[[ THE DATA, beginning ]]

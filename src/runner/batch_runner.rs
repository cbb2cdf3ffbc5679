//! Batch runner - the per-run orchestration loop
//!
//! Items are split into fixed-size batches. Items within a batch are fetched concurrently; batches
//! run one after another. Each batch is handed to the sink as soon as every item in it has a final
//! outcome, so a crash loses at most the batch in flight.

use crate::adapter::SiteAdapter;
use crate::config::RunnerConfig;
use crate::runner::fetcher::Fetcher;
use crate::sink::Sink;
use crate::source::ItemRecord;
use crate::state::{FetchOutcome, OutcomeKind, OutcomeRecord, RunState};
use futures::future::join_all;
use scraper::Html;
use std::time::{Duration, Instant};

/// Result of one complete run
#[derive(Debug, Clone)]
pub struct RunSummary {
    pub state: RunState,
    pub elapsed: Duration,
}

/// Drives a run over a list of items
#[derive(Debug, Clone, Copy, PartialEq, Eq)]
pub struct BatchRunner {
    batch_size: usize,

    /// Delay before one extra pass over a batch's retryable failures, if enabled
    retry_pass: Option<Duration>,
}

impl Default for BatchRunner {
    fn default() -> Self {
        Self::from_config(&RunnerConfig::default())
    }
}

impl BatchRunner {
    pub fn new(batch_size: usize) -> Self {
        Self {
            batch_size: batch_size.max(1),
            retry_pass: None,
        }
    }

    /// Enables one extra pass over each batch's transient failures
    pub fn with_retry_pass(mut self, delay: Duration) -> Self {
        self.retry_pass = Some(delay);
        self
    }

    pub fn from_config(config: &RunnerConfig) -> Self {
        let runner = Self::new(config.batch_size);
        if config.batch_retry_pass {
            runner.with_retry_pass(Duration::from_millis(config.batch_retry_delay_ms))
        } else {
            runner
        }
    }

    pub fn batch_size(&self) -> usize {
        self.batch_size
    }

    /// Runs every item through fetch, classification and persistence
    ///
    /// Per-item failures never escape this function: they end up as outcomes. A failed sink write
    /// is logged and counted, and the next batch proceeds as usual.
    pub async fn run(
        &self,
        items: &[ItemRecord],
        adapter: &dyn SiteAdapter,
        fetcher: &Fetcher,
        sink: &mut dyn Sink,
    ) -> RunSummary {
        let start_time = Instant::now();
        let mut state = RunState::new();
        let total_batches = items.len().div_ceil(self.batch_size);

        tracing::info!(
            "[{}] Starting run: {} identifiers in {} batches of up to {}",
            adapter.name(),
            items.len(),
            total_batches,
            self.batch_size
        );

        for (index, batch) in items.chunks(self.batch_size).enumerate() {
            state.batch_dispatched();

            let mut slots = join_all(batch.iter().map(|item| process_item(item, adapter, fetcher))).await;

            if let Some(delay) = self.retry_pass {
                self.retry_failures(&mut slots, batch, adapter, fetcher, &state, delay)
                    .await;
            }

            let records: Vec<OutcomeRecord> = slots.into_iter().map(|slot| slot.record).collect();
            for record in &records {
                state.record(record);
            }

            let persisted = match sink.write_batch(&records) {
                Ok(()) => true,
                Err(e) => {
                    tracing::warn!(
                        "[{}] Sink {} failed to persist batch {}/{}: {}",
                        adapter.name(),
                        sink.name(),
                        index + 1,
                        total_batches,
                        e
                    );
                    false
                }
            };
            state.batch_persisted(persisted);

            tracing::info!(
                "[{}] Batch {}/{} done: {} ok, {} not found, {} failed, {} missing target",
                adapter.name(),
                index + 1,
                total_batches,
                count(&records, OutcomeKind::Success),
                count(&records, OutcomeKind::NotFound),
                count(&records, OutcomeKind::TransientFailure),
                count(&records, OutcomeKind::MissingTarget)
            );
        }

        if let Err(e) = sink.finish(&state) {
            tracing::warn!("[{}] Sink {} failed to finish: {}", adapter.name(), sink.name(), e);
        }

        let elapsed = start_time.elapsed();
        tracing::info!(
            "[{}] Run complete in {:.1}s: {} identifiers, {} success, {} not found, {} failed, {} missing target, {} sink failures",
            adapter.name(),
            elapsed.as_secs_f64(),
            state.total(),
            state.count(OutcomeKind::Success),
            state.count(OutcomeKind::NotFound),
            state.count(OutcomeKind::TransientFailure),
            state.count(OutcomeKind::MissingTarget),
            state.sink_failures
        );
        if !state.failed_ids.is_empty() {
            tracing::info!(
                "[{}] Failed identifiers: {}",
                adapter.name(),
                state.failed_ids.join(", ")
            );
        }

        RunSummary { state, elapsed }
    }

    /// Re-fetches the retryable failures of one batch, once
    async fn retry_failures(
        &self,
        slots: &mut [Slot],
        batch: &[ItemRecord],
        adapter: &dyn SiteAdapter,
        fetcher: &Fetcher,
        state: &RunState,
        delay: Duration,
    ) {
        let retry: Vec<usize> = slots
            .iter()
            .enumerate()
            .filter(|(_, slot)| slot.retryable && !state.is_terminal(&slot.record.identifier))
            .map(|(i, _)| i)
            .collect();

        if retry.is_empty() {
            return;
        }

        tracing::info!(
            "[{}] Retrying {} failed identifier(s) in {}ms",
            adapter.name(),
            retry.len(),
            delay.as_millis()
        );
        tokio::time::sleep(delay).await;

        let retried = join_all(
            retry
                .iter()
                .map(|&i| process_item(&batch[i], adapter, fetcher)),
        )
        .await;

        for (i, mut slot) in retry.into_iter().zip(retried) {
            slot.record.attempts += slots[i].record.attempts;
            slots[i] = slot;
        }
    }
}

/// Runs items with the default batch size and no retry pass
pub async fn run_once(
    items: &[ItemRecord],
    adapter: &dyn SiteAdapter,
    fetcher: &Fetcher,
    sink: &mut dyn Sink,
) -> RunSummary {
    BatchRunner::default().run(items, adapter, fetcher, sink).await
}

/// Final outcome of one item plus whether a retry pass may revisit it
struct Slot {
    record: OutcomeRecord,
    retryable: bool,
}

async fn process_item(item: &ItemRecord, adapter: &dyn SiteAdapter, fetcher: &Fetcher) -> Slot {
    let Some(url) = adapter.build_target(item) else {
        tracing::debug!("[{}] No target for {}", adapter.name(), item.identifier);
        return Slot {
            record: record(item, None, FetchOutcome::MissingTarget, 0),
            retryable: false,
        };
    };

    match fetcher.fetch(&url, adapter).await {
        Ok(fetched) => {
            let outcome = classify_body(adapter, &fetched.body);
            tracing::debug!(
                "[{}] {} -> {}",
                adapter.name(),
                item.identifier,
                outcome.kind()
            );
            Slot {
                record: record(item, Some(url.to_string()), outcome, fetched.attempts),
                retryable: false,
            }
        }
        Err(e) => Slot {
            record: record(
                item,
                Some(url.to_string()),
                FetchOutcome::TransientFailure {
                    last_error: e.last_error.to_string(),
                },
                e.attempts,
            ),
            retryable: !e.terminal,
        },
    }
}

fn classify_body(adapter: &dyn SiteAdapter, body: &str) -> FetchOutcome {
    let document = Html::parse_document(body);
    adapter.classify(&document).into()
}

fn record(item: &ItemRecord, target: Option<String>, outcome: FetchOutcome, attempts: u32) -> OutcomeRecord {
    OutcomeRecord {
        identifier: item.identifier.clone(),
        target,
        metadata: item.metadata.clone(),
        outcome,
        attempts,
    }
}

fn count(records: &[OutcomeRecord], kind: OutcomeKind) -> usize {
    records.iter().filter(|r| r.kind() == kind).count()
}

[[ THE DATA, end ]]

Return every line from the entries above that includes the word "NotFound".

                count(&records, OutcomeKind::NotFound),
            state.count(OutcomeKind::NotFound),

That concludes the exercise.